Graaf, Pieter de

2019-07-04 20:19:00

It can take a while for an artist to find their true calling. For Pieter de Graaf, he’s been searching since he sat next to his father, aged five, and watched him play the classics and the classical; the Beatles, the Stones, Chopin, Bach. As a teenager, he immersed himself in the world of jazz, dedicating hours to practice, and studying at the Conservatory of Rotterdam.

For de Graaf, it has to be real, and it has to say something. So for his new project, he went back to basics. His influences – Miles Davis, Nils Frahm, Rachmaninov, Bach, Chopin, Herbie Hancock, and above all Keith Jarrett – allowed him to combine easy melodies with more virtuoso passages without losing the meaning, or the essence, of each song.

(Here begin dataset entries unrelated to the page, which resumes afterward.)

//! Port for the `submissions` collection.

use async_trait::async_trait;

use crate::domain::{Error, ProjectId, Submission, SubmissionId, SubmissionStatus, UserId};

use super::define_port_error;

define_port_error! {
    /// Errors raised by submission repository adapters.
    pub enum SubmissionRepositoryError {
        /// Repository connection could not be established.
        Connection { message: String } => "submission repository connection failed: {message}",
        /// Query or mutation failed during execution.
        Query { message: String } => "submission repository query failed: {message}",
    }
}

/// Read and write submission records.
#[cfg_attr(test, mockall::automock)]
#[async_trait]
pub trait SubmissionRepository: Send + Sync {
    /// All submissions, newest first.
    async fn list(&self) -> Result<Vec<Submission>, SubmissionRepositoryError>;

    /// Submissions handed in by one mentee, newest first.
    async fn list_by_mentee(
        &self,
        mentee_id: &UserId,
    ) -> Result<Vec<Submission>, SubmissionRepositoryError>;

    /// Submissions on any of `projects`, newest first.
    async fn list_for_projects(
        &self,
        projects: &[ProjectId],
    ) -> Result<Vec<Submission>, SubmissionRepositoryError>;

    /// Fetch one submission.
    async fn find_by_id(
        &self,
        id: SubmissionId,
    ) -> Result<Option<Submission>, SubmissionRepositoryError>;

    /// Insert a new submission.
    async fn insert(&self, submission: &Submission) -> Result<(), SubmissionRepositoryError>;

    /// Set the review status; returns the updated row or `None` if absent.
    async fn update_status(
        &self,
        id: SubmissionId,
        status: SubmissionStatus,
    ) -> Result<Option<Submission>, SubmissionRepositoryError>;
}

/// Fixture with no stored submissions.
#[derive(Debug, Default, Clone, Copy)]
pub struct FixtureSubmissionRepository;

#[async_trait]
impl SubmissionRepository for FixtureSubmissionRepository {
    async fn list(&self) -> Result<Vec<Submission>, SubmissionRepositoryError> {
        Ok(Vec::new())
    }

    async fn list_by_mentee(
        &self,
        _mentee_id: &UserId,
    ) -> Result<Vec<Submission>, SubmissionRepositoryError> {
        Ok(Vec::new())
    }

    async fn list_for_projects(
        &self,
        _projects: &[ProjectId],
    ) -> Result<Vec<Submission>, SubmissionRepositoryError> {
        Ok(Vec::new())
    }

    async fn find_by_id(
        &self,
        _id: SubmissionId,
    ) -> Result<Option<Submission>, SubmissionRepositoryError> {
        Ok(None)
    }

    async fn insert(&self, _submission: &Submission) -> Result<(), SubmissionRepositoryError> {
        Ok(())
    }

    async fn update_status(
        &self,
        _id: SubmissionId,
        _status: SubmissionStatus,
    ) -> Result<Option<Submission>, SubmissionRepositoryError> {
        Ok(None)
    }
}

impl From<SubmissionRepositoryError> for Error {
    fn from(err: SubmissionRepositoryError) -> Self {
        match err {
            SubmissionRepositoryError::Connection { message } => Error::service_unavailable(message),
            SubmissionRepositoryError::Query { message } => Error::internal(message),
        }
    }
}
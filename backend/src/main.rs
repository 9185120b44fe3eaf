//! Backend entry-point: loads settings, builds the in-memory store and starts
//! the HTTP server.

mod server;

use actix_web::web;
use color_eyre::eyre::{Result, WrapErr};
use mockable::DefaultEnv;
use ortho_config::OrthoConfig;
use tracing::{info, warn};
use tracing_subscriber::{EnvFilter, fmt};

use backend::inbound::http::health::HealthState;
use backend::inbound::http::session_config::{BuildMode, session_settings_from_env};
use backend::outbound::memory::MemoryBackend;
use backend::settings::AppSettings;
use server::{ServerConfig, create_server};

/// Application bootstrap.
#[actix_web::main]
async fn main() -> Result<()> {
    color_eyre::install()?;
    if let Err(e) = fmt()
        .with_env_filter(EnvFilter::from_default_env())
        .json()
        .try_init()
    {
        warn!(error = %e, "tracing init failed");
    }

    let settings = AppSettings::load().wrap_err("load server settings")?;
    let bind_addr = settings.bind_addr()?;
    let session = session_settings_from_env(&DefaultEnv::new(), BuildMode::current())
        .wrap_err("load session settings")?;
    info!(fingerprint = %session.fingerprint(), "session key loaded");

    let seeded = settings.seeds_demo_data();
    let backend = if seeded {
        MemoryBackend::seeded().wrap_err("seed demo data")?
    } else {
        MemoryBackend::default()
    };
    info!(%bind_addr, seeded, "starting server");

    let health_state = web::Data::new(HealthState::new());
    let config = ServerConfig::new(session, bind_addr).with_backend(backend);
    let server = create_server(health_state.clone(), config)?;
    let result = server.await;
    health_state.mark_unhealthy();
    result.wrap_err("server terminated")
}
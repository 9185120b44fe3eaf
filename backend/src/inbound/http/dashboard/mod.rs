//! Role-scoped dashboard endpoints.
//!
//! Each handler first admits the session to the page it serves (see
//! [`super::guard`]) and then hands the signed-in id to the matching domain
//! service. Request bodies are the domain drafts; responses are the domain
//! views.

pub mod coordinator;
pub mod mentee;
pub mod mentor;

use actix_web::web;

/// Register every dashboard endpoint.
pub fn configure(cfg: &mut web::ServiceConfig) {
    mentee::configure(cfg);
    mentor::configure(cfg);
    coordinator::configure(cfg);
}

The first result of this search for meaning and depth is Fermata, Pieter de Graaf’s debut project and the birth of a new talent in the neo-classical world. The songs aren’t “written” in any traditional sense; instead he plays and improvises segments, records them, and listens back before deciding what to use, what to discard, and what to embellish. That’s why Fermata is a project, not an album; many songs are already recorded but he cherishes the freedom to keep pushing boundaries and creating.

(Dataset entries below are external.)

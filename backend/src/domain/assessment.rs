//! Project tests written by mentors and taken by mentees.

use serde::{Deserialize, Serialize};
use utoipa::ToSchema;

use super::project::{missing_field, required_text};
use super::{Error, ProjectId, TestId, UserId};

/// Question kinds supported by the test creator.
#[derive(Debug, Clone, PartialEq, Eq, Serialize, Deserialize, ToSchema)]
#[serde(tag = "type", rename_all = "kebab-case")]
pub enum Question {
    /// Pick one of several options.
    #[serde(rename_all = "camelCase")]
    MultipleChoice {
        prompt: String,
        options: Vec<String>,
        correct_option: usize,
    },
    /// Answer true or false.
    TrueFalse { prompt: String, answer: bool },
    /// Free text, optionally with an expected answer for auto-marking.
    #[serde(rename_all = "camelCase")]
    Text {
        prompt: String,
        #[serde(default, skip_serializing_if = "Option::is_none")]
        expected_answer: Option<String>,
    },
}

impl Question {
    /// Validate a question; `index` is used in error details.
    pub fn validate(self, index: usize) -> Result<Self, Error> {
        let invalid = |message: &str, code: &str| {
            Error::invalid_request(format!("question {}: {message}", index + 1)).with_details(
                serde_json::json!({ "field": "questions", "index": index, "code": code }),
            )
        };
        let missing_prompt = || invalid("prompt is required", "missing_prompt");
        match self {
            Self::MultipleChoice {
                prompt,
                options,
                correct_option,
            } => {
                let prompt = trimmed_prompt(&prompt).ok_or_else(missing_prompt)?;
                let options: Vec<String> = options.iter().map(|o| o.trim().to_owned()).collect();
                if options.len() < 2 || options.iter().any(String::is_empty) {
                    return Err(invalid("at least two non-empty options are required", "invalid_options"));
                }
                if correct_option >= options.len() {
                    return Err(invalid("correct option is out of range", "invalid_correct_option"));
                }
                Ok(Self::MultipleChoice {
                    prompt,
                    options,
                    correct_option,
                })
            }
            Self::TrueFalse { prompt, answer } => {
                let prompt = trimmed_prompt(&prompt).ok_or_else(missing_prompt)?;
                Ok(Self::TrueFalse { prompt, answer })
            }
            Self::Text {
                prompt,
                expected_answer,
            } => {
                let prompt = trimmed_prompt(&prompt).ok_or_else(missing_prompt)?;
                Ok(Self::Text {
                    prompt,
                    expected_answer: expected_answer.as_deref().and_then(trimmed_prompt),
                })
            }
        }
    }

    /// Question as shown to a mentee, with answers removed.
    pub fn public_view(&self) -> PublicQuestion {
        match self {
            Self::MultipleChoice {
                prompt, options, ..
            } => PublicQuestion::MultipleChoice {
                prompt: prompt.clone(),
                options: options.clone(),
            },
            Self::TrueFalse { prompt, .. } => PublicQuestion::TrueFalse {
                prompt: prompt.clone(),
            },
            Self::Text { prompt, .. } => PublicQuestion::Text {
                prompt: prompt.clone(),
            },
        }
    }

    /// Mark an answer. `None` means the question cannot be auto-marked.
    fn mark(&self, answer: Option<&Answer>) -> Option<bool> {
        match (self, answer) {
            (Self::Text { expected_answer: None, .. }, _) => None,
            (Self::MultipleChoice { correct_option, .. }, Some(Answer::Choice(choice))) => {
                Some(choice == correct_option)
            }
            (Self::TrueFalse { answer, .. }, Some(Answer::Bool(given))) => Some(answer == given),
            (Self::Text { expected_answer: Some(expected), .. }, Some(Answer::Text(given))) => {
                Some(expected.trim().eq_ignore_ascii_case(given.trim()))
            }
            _ => Some(false),
        }
    }
}

fn trimmed_prompt(value: &str) -> Option<String> {
    let trimmed = value.trim();
    (!trimmed.is_empty()).then(|| trimmed.to_owned())
}

/// Answer-free question shape returned to mentees.
#[derive(Debug, Clone, PartialEq, Eq, Serialize, ToSchema)]
#[serde(tag = "type", rename_all = "kebab-case")]
pub enum PublicQuestion {
    MultipleChoice { prompt: String, options: Vec<String> },
    TrueFalse { prompt: String },
    Text { prompt: String },
}

/// A mentee's answer to one question.
#[derive(Debug, Clone, PartialEq, Eq, Serialize, Deserialize, ToSchema)]
#[serde(untagged)]
pub enum Answer {
    Choice(usize),
    Bool(bool),
    Text(String),
}

/// Row of the `project_tests` collection.
#[derive(Debug, Clone, PartialEq, Eq, Serialize, Deserialize, ToSchema)]
#[serde(rename_all = "camelCase")]
pub struct ProjectTest {
    pub id: TestId,
    pub project_id: ProjectId,
    #[schema(value_type = String)]
    pub mentor_id: UserId,
    pub title: String,
    pub questions: Vec<Question>,
}

impl ProjectTest {
    /// Score an attempt; answers are matched to questions by position.
    ///
    /// # Examples
    /// ```
    /// use backend::domain::{Answer, ProjectId, ProjectTest, Question, TestId, UserId};
    ///
    /// let test = ProjectTest {
    ///     id: TestId::random(),
    ///     project_id: ProjectId::random(),
    ///     mentor_id: UserId::random(),
    ///     title: "Basics".into(),
    ///     questions: vec![Question::TrueFalse { prompt: "Rust has a GC".into(), answer: false }],
    /// };
    /// let score = test.score(&[Answer::Bool(false)]);
    /// assert_eq!((score.correct, score.gradable), (1, 1));
    /// ```
    pub fn score(&self, answers: &[Answer]) -> TestScore {
        let marks: Vec<Option<bool>> = self
            .questions
            .iter()
            .enumerate()
            .map(|(index, question)| question.mark(answers.get(index)))
            .collect();
        TestScore {
            total: self.questions.len(),
            gradable: marks.iter().filter(|mark| mark.is_some()).count(),
            correct: marks.iter().filter(|mark| **mark == Some(true)).count(),
        }
    }
}

/// Result of an attempt.
#[derive(Debug, Clone, Copy, PartialEq, Eq, Serialize, ToSchema)]
#[serde(rename_all = "camelCase")]
pub struct TestScore {
    /// Questions answered correctly.
    pub correct: usize,
    /// Questions that can be auto-marked.
    pub gradable: usize,
    /// Questions in the test.
    pub total: usize,
}

/// Validated test definition.
#[derive(Debug, Clone, PartialEq, Eq)]
pub struct NewProjectTest {
    project_id: ProjectId,
    mentor_id: UserId,
    title: String,
    questions: Vec<Question>,
}

impl NewProjectTest {
    /// Validate the title and every question.
    pub fn try_new(
        project_id: ProjectId,
        mentor_id: UserId,
        title: &str,
        questions: Vec<Question>,
    ) -> Result<Self, Error> {
        let title = required_text(title, "title")?;
        if questions.is_empty() {
            return Err(missing_field("questions"));
        }
        let questions = questions
            .into_iter()
            .enumerate()
            .map(|(index, question)| question.validate(index))
            .collect::<Result<Vec<_>, _>>()?;
        Ok(Self {
            project_id,
            mentor_id,
            title,
            questions,
        })
    }

    /// Project the test belongs to.
    pub fn project_id(&self) -> ProjectId {
        self.project_id
    }

    /// Materialise the row.
    pub fn into_test(self, id: TestId) -> ProjectTest {
        ProjectTest {
            id,
            project_id: self.project_id,
            mentor_id: self.mentor_id,
            title: self.title,
            questions: self.questions,
        }
    }
}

De Graaf tells a story of watching a classical concert with a friend and being moved to tears. His companion wasn’t; he’d been paying too much attention to the technical side of the playing. “I’m more emotional,” he says, “and the music really got to me.” With Fermata, de Graaf composes songs that encapsulate this perfectly; these are to be bathed in and enjoyed, not studied or dissected. Surrender yourself to them and sink into their warm embrace; beauty is de Graaf’s true calling, and it’s a wonderful thing to experience.